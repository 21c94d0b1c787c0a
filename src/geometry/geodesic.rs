//! Geodesics of the Poincaré disk.
//!
//! A geodesic through `p` and `q` is the circle through both points that meets the
//! boundary at right angles. Such a circle also passes through the inverses `p'`, `q'`
//! of the points in the boundary circle, so its centre lies on the perpendicular
//! bisectors of `pp'` and `qq'`.

use std::f64::consts::PI;

use super::coords::{euclidean_distance, midpoint, polar_to_cartesian};
use super::{Arc, Disk, Line, PathDescriptor, Point};
use crate::error::GeometryError;

/// Relative determinant below which two lines count as parallel.
const PARALLEL_TOLERANCE: f64 = 1e-9;

/// Below this `|b|` a line is treated as vertical and left unnormalized.
const VERTICAL_TOLERANCE: f64 = 0.001;

impl Line {
    /// Line through two points, `None` when they coincide.
    pub fn through(p: Point, q: Point) -> Option<Line> {
        let a = p.y - q.y;
        let b = q.x - p.x;
        if a == 0.0 && b == 0.0 {
            return None;
        }
        let c = a * p.x + b * p.y;
        if b.abs() > VERTICAL_TOLERANCE {
            Some(Line { a: a / b, b: 1.0, c: c / b })
        } else {
            Some(Line { a, b, c })
        }
    }

    /// The line perpendicular to `self` passing through `v`.
    pub fn perpendicular_through(&self, v: Point) -> Line {
        Line {
            a: self.b,
            b: -self.a,
            c: self.b * v.x - self.a * v.y,
        }
    }

    /// Intersection point, `None` for parallel lines.
    pub fn intersect(&self, other: &Line) -> Option<Point> {
        let det = self.a * other.b - other.a * self.b;
        let scale = self.a.hypot(self.b) * other.a.hypot(other.b);
        if det.abs() <= PARALLEL_TOLERANCE * scale {
            return None;
        }
        Some(Point::new(
            (self.c * other.b - other.c * self.b) / det,
            (self.a * other.c - other.a * self.c) / det,
        ))
    }
}

/// Invert `p` through the circle of radius `r` centred at `center`.
///
/// ```text
/// p' = center + (r² / ‖p − center‖²) · (p − center)
/// ```
pub fn circle_inversion(p: Point, center: Point, r: f64) -> Result<Point, GeometryError> {
    let u = p - center;
    let dist_sq = u.norm_squared();
    if dist_sq == 0.0 {
        return Err(GeometryError::InversionAtCenter);
    }
    Ok(center + u.scale(r * r / dist_sq))
}

/// Build the geodesic arc between two canvas points.
///
/// Inputs are raw canvas coordinates; they are shifted by the bounding box origin
/// first, so the returned arc is local to the disk's box.
///
/// # Errors
///
/// - [`GeometryError::InversionAtCenter`] if either point is the disk centre
/// - [`GeometryError::ParallelBisectors`] if `p`, `q` and the centre are collinear
/// - [`GeometryError::OnBoundary`] if either point lies on the boundary circle
///
/// The first two mean the geodesic is a diameter; see [`geodesic`].
pub fn build_geodesic(p: Point, q: Point, disk: &Disk) -> Result<Arc, GeometryError> {
    let p = disk.to_local(p);
    let q = disk.to_local(q);
    let center = disk.local_center();
    let r = disk.radius();

    let pp = circle_inversion(p, center, r)?;
    let qq = circle_inversion(q, center, r)?;

    let m = Line::through(p, pp)
        .ok_or(GeometryError::OnBoundary)?
        .perpendicular_through(midpoint(p, pp));
    let n = Line::through(q, qq)
        .ok_or(GeometryError::OnBoundary)?
        .perpendicular_through(midpoint(q, qq));
    let c = m.intersect(&n).ok_or(GeometryError::ParallelBisectors)?;

    Ok(Arc {
        p1: p,
        p2: q,
        center: c,
        start_angle: (q.y - c.y).atan2(q.x - c.x),
        end_angle: (p.y - c.y).atan2(p.x - c.x),
        radius: euclidean_distance(p, c),
    })
}

/// Turn an [`Arc`] into an SVG-style elliptical arc primitive.
///
/// Runs from the smaller to the larger angle. The sweep flag is 1 unless the arc
/// centre is left of the disk centre and the angle interval straddles π.
pub fn arc_to_path(arc: &Arc, disk: &Disk) -> PathDescriptor {
    let min_angle = arc.start_angle.min(arc.end_angle);
    let max_angle = arc.start_angle.max(arc.end_angle);
    let start = polar_to_cartesian(arc.radius, min_angle, arc.center);
    let end = polar_to_cartesian(arc.radius, max_angle, arc.center);

    let sweep = if arc.center.x < disk.local_center().x {
        !(min_angle < PI && max_angle > PI)
    } else {
        true
    };

    PathDescriptor::Arc {
        start,
        end,
        radius: arc.radius,
        large_arc: false,
        sweep,
    }
}

/// A geodesic between two points: a boundary-orthogonal arc, or a diameter chord
/// when the points are collinear with the disk centre.
#[derive(Debug, Clone, Copy, PartialEq)]
pub enum Geodesic {
    Arc(Arc),
    /// Straight chord along a diameter; endpoints are local to the disk's box.
    Diameter { p1: Point, p2: Point },
}

impl Geodesic {
    pub fn path(&self, disk: &Disk) -> PathDescriptor {
        match self {
            Geodesic::Arc(arc) => arc_to_path(arc, disk),
            Geodesic::Diameter { p1, p2 } => PathDescriptor::Line { start: *p1, end: *p2 },
        }
    }

    pub fn as_arc(&self) -> Option<&Arc> {
        match self {
            Geodesic::Arc(arc) => Some(arc),
            Geodesic::Diameter { .. } => None,
        }
    }
}

/// [`build_geodesic`] with geodesics through the disk centre resolved to diameters.
pub fn geodesic(p: Point, q: Point, disk: &Disk) -> Result<Geodesic, GeometryError> {
    match build_geodesic(p, q, disk) {
        Ok(arc) => Ok(Geodesic::Arc(arc)),
        Err(GeometryError::ParallelBisectors) | Err(GeometryError::InversionAtCenter) => {
            tracing::debug!(?p, ?q, "geodesic passes through disk centre, drawing diameter");
            Ok(Geodesic::Diameter {
                p1: disk.to_local(p),
                p2: disk.to_local(q),
            })
        }
        Err(e) => Err(e),
    }
}
impl GraphRenderer {
    pub fn new() -> Self {
        Self::default()
    }

    pub fn state(&self) -> RenderState {
        if self.session.is_some() {
            RenderState::Rendering
        } else if self.graph.is_some() {
            RenderState::Graphed
        } else if self.canvas.is_some() {
            RenderState::Canvased
        } else {
            RenderState::Unconfigured
        }
    }

    pub fn settings(&self) -> &RenderSettings {
        &self.settings
    }

    pub fn projection(&self) -> Projection {
        self.settings.projection
    }

    pub fn graph(&self) -> Option<&Graph> {
        self.graph.as_ref()
    }

    /// Update settings. Changes reach the screen with the next layout or pan/zoom event.
    pub fn configure(&mut self, options: &RenderOptions) -> Result<()> {
        self.settings.apply(options)?;
        info!(
            projection = %self.settings.projection,
            edge_thickness = self.settings.edge_thickness,
            "renderer configured"
        );
        Ok(())
    }

    /// [`configure`](Self::configure) from a loosely-typed parameter object.
    pub fn configure_json(&mut self, params: &Value) -> Result<()> {
        let options = RenderOptions::from_value(params)?;
        self.configure(&options)
    }

    /// Bind the renderer to the first element matching `selector`.
    ///
    /// The element must exist, have a non-zero size, and be empty.
    pub fn attach_canvas(
        &mut self,
        host: &dyn CanvasHost,
        selector: &str,
        margin: Option<Margin>,
    ) -> Result<()> {
        if self.session.is_some() {
            return Err(StateError::AlreadyRendering.into());
        }
        let parsed = Selector::parse(selector)?;
        let element = host
            .query_selector(&parsed)
            .ok_or_else(|| ConfigError::TargetNotFound(selector.to_string()))?;
        if element.child_count > 0 {
            return Err(ConfigError::TargetNotEmpty {
                selector: selector.to_string(),
                children: element.child_count,
            }
            .into());
        }
        let rect = element.rect;
        if !(rect.width() > 0.0 && rect.height() > 0.0) {
            return Err(ConfigError::TargetHasNoArea(selector.to_string()).into());
        }

        info!(selector, width = rect.width(), height = rect.height(), "canvas attached");
        self.canvas = Some(Canvas {
            selector: selector.to_string(),
            rect,
            margin: margin.unwrap_or_default(),
        });
        Ok(())
    }

    /// Store the graph to draw. Edge endpoints must name existing nodes.
    pub fn set_graph(&mut self, graph: Graph) -> Result<()> {
        if self.session.is_some() {
            return Err(StateError::AlreadyRendering.into());
        }
        let links = graph.resolve_links()?;
        info!(nodes = graph.nodes.len(), edges = links.len(), "graph set");
        self.links = links;
        self.graph = Some(graph);
        Ok(())
    }

    /// Start rendering: run the simulation to rest and draw the first frame.
    pub fn render(&mut self, simulation: &mut dyn ForceSimulation) -> Result<Frame> {
        if self.session.is_some() {
            return Err(StateError::AlreadyRendering.into());
        }
        let canvas = self.canvas.as_ref().ok_or(StateError::NoCanvas)?;
        let graph = self.graph.as_ref().ok_or(StateError::NoGraph)?;

        let seeds: Vec<Option<Point>> = graph.nodes.iter().map(|n| n.position()).collect();
        let params = ForceParams::centered_on(canvas.layout_center(self.settings.projection));
        let layout = simulation.settle(&seeds, &self.links, &params);
        check_layout(&layout, seeds.len())?;

        info!(
            target_element = canvas.selector.as_str(),
            projection = %self.settings.projection,
            "rendering started"
        );
        let session = Session {
            centroid: centroid(&layout).unwrap_or(Point::ORIGIN),
            layout,
            links: self.links.clone(),
            transform: PanZoom::IDENTITY,
            nodes: Vec::new(),
            edges: Vec::new(),
            frame: self.empty_frame(canvas),
        };
        self.commit(session, "render")
    }

    /// Feed new settled positions from the simulation.
    pub fn settled(&mut self, positions: Vec<Point>) -> Result<Frame> {
        let expected = self.graph.as_ref().map_or(0, |g| g.nodes.len());
        let session = self.session.as_ref().ok_or(StateError::NotRendering)?;
        check_layout(&positions, expected)?;
        let candidate = Session {
            centroid: centroid(&positions).unwrap_or(Point::ORIGIN),
            layout: positions,
            ..session.clone()
        };
        self.commit(candidate, "settled")
    }

    /// Apply a pan/zoom transform. The scale is clamped to the zoom extent.
    ///
    /// Hyperbolic mode only honours the translation: nodes slide through the disk
    /// while the centroid stays where the layout settled.
    pub fn pan_zoom(&mut self, transform: PanZoom) -> Result<Frame> {
        let session = self.session.as_ref().ok_or(StateError::NotRendering)?;
        let candidate = Session {
            transform: transform.clamped(),
            ..session.clone()
        };
        self.commit(candidate, "pan_zoom")
    }

    /// Drop canvas, graph and rendering state. Settings are reset too.
    pub fn reset(&mut self) {
        debug!("renderer reset");
        *self = Self::new();
    }

    pub fn frame(&self) -> Option<&Frame> {
        self.session.as_ref().map(|s| &s.frame)
    }

    pub fn transform(&self) -> Option<PanZoom> {
        self.session.as_ref().map(|s| s.transform)
    }

    pub fn node_geometry(&self, id: &NodeId) -> Option<&NodeGeometry> {
        let index = self.node_index(id)?;
        self.session.as_ref()?.nodes.get(index)
    }

    pub fn edge_geometry(&self, index: usize) -> Option<&EdgeGeometry> {
        self.session.as_ref()?.edges.get(index)
    }

    /// The topmost node whose circle contains a canvas-space pointer.
    pub fn hit_test(&self, pointer: Point) -> Option<&NodeId> {
        let session = self.session.as_ref()?;
        let graph = self.graph.as_ref()?;
        session
            .nodes
            .iter()
            .enumerate()
            .rev()
            .find(|(_, node)| node.circle.contains(pointer))
            .map(|(i, _)| &graph.nodes[i].id)
    }

    /// Hover decoration for the node under a canvas-space pointer, if any.
    pub fn hover(&self, pointer: Point) -> Result<Option<Hover>> {
        let session = self.session.as_ref().ok_or(StateError::NotRendering)?;
        let canvas = self.canvas.as_ref().ok_or(StateError::NoCanvas)?;
        let Some(id) = self.hit_test(pointer) else {
            return Ok(None);
        };
        let Some(node) = self.node_index(id).and_then(|i| session.nodes.get(i)) else {
            return Ok(None);
        };

        let origin = canvas.rect.origin();
        let radius = node.circle.radius / HOVER_MARKER_DIVISOR;
        let mut markers = Vec::with_capacity(2);
        if let Some(hcenter) = node.hcenter {
            markers.push(Circle {
                center: hcenter - origin,
                radius,
            });
        }
        markers.push(Circle {
            center: node.circle.center - origin,
            radius,
        });
        Ok(Some(Hover {
            node: id.clone(),
            markers,
        }))
    }

    /// Path from a node to a canvas-space pointer: a geodesic in hyperbolic mode,
    /// a straight segment otherwise. `None` for an unknown node.
    pub fn pointer_geodesic(&self, id: &NodeId, pointer: Point) -> Result<Option<PathDescriptor>> {
        let session = self.session.as_ref().ok_or(StateError::NotRendering)?;
        let canvas = self.canvas.as_ref().ok_or(StateError::NoCanvas)?;
        let Some(node) = self.node_index(id).and_then(|i| session.nodes.get(i)) else {
            return Ok(None);
        };

        let path = match self.settings.projection {
            Projection::Hyperbolic => {
                let disk = canvas.disk();
                let norm = to_disk_space(pointer, &disk).norm();
                if norm >= 1.0 {
                    return Err(GeometryError::OutsideDisk { norm }.into());
                }
                geodesic(node.center, pointer, &disk)?.path(&disk)
            }
            Projection::Euclidean => {
                let origin = canvas.rect.origin();
                PathDescriptor::Line {
                    start: node.center - origin,
                    end: pointer - origin,
                }
            }
        };
        Ok(Some(path))
    }

    fn node_index(&self, id: &NodeId) -> Option<usize> {
        self.graph.as_ref()?.nodes.iter().position(|n| &n.id == id)
    }

    fn empty_frame(&self, canvas: &Canvas) -> Frame {
        Frame {
            width: canvas.rect.width(),
            height: canvas.rect.height(),
            projection: self.settings.projection,
            edge_thickness: self.settings.edge_thickness,
            background: canvas.background(self.settings.projection),
            edges: Vec::new(),
            nodes: Vec::new(),
        }
    }

    /// Rebuild every node and edge for `session` and make it current.
    ///
    /// The renderer keeps its previous session when any geometry fails.
    fn commit(&mut self, mut session: Session, event: &'static str) -> Result<Frame> {
        let canvas = self.canvas.as_ref().ok_or(StateError::NoCanvas)?;
        let graph = self.graph.as_ref().ok_or(StateError::NoGraph)?;
        let settings = self.settings;

        let (nodes, edges) = match settings.projection {
            Projection::Hyperbolic => hyperbolic_geometry(canvas, &session)?,
            Projection::Euclidean => euclidean_geometry(canvas, &session),
        };

        let origin = canvas.rect.origin();
        let mut frame = self.empty_frame(canvas);
        frame.nodes = graph
            .nodes
            .iter()
            .zip(&nodes)
            .map(|(node, geometry)| NodeDraw {
                id: node.id.clone(),
                circle: geometry.circle.translate(Point::ORIGIN - origin),
            })
            .collect();
        frame.edges = graph
            .edges
            .iter()
            .zip(&edges)
            .map(|(edge, geometry)| EdgeDraw {
                source: edge.source.clone(),
                target: edge.target.clone(),
                path: geometry.path,
            })
            .collect();

        debug!(
            event,
            nodes = frame.nodes.len(),
            edges = frame.edges.len(),
            projection = %settings.projection,
            "frame recomputed"
        );

        session.nodes = nodes;
        session.edges = edges;
        session.frame = frame.clone();
        self.session = Some(session);
        Ok(frame)
    }
}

•••••

**What to produce**:
How many lines of the entries hold the word "ConfigError"? Respond with the number alone.

**Task response**:
3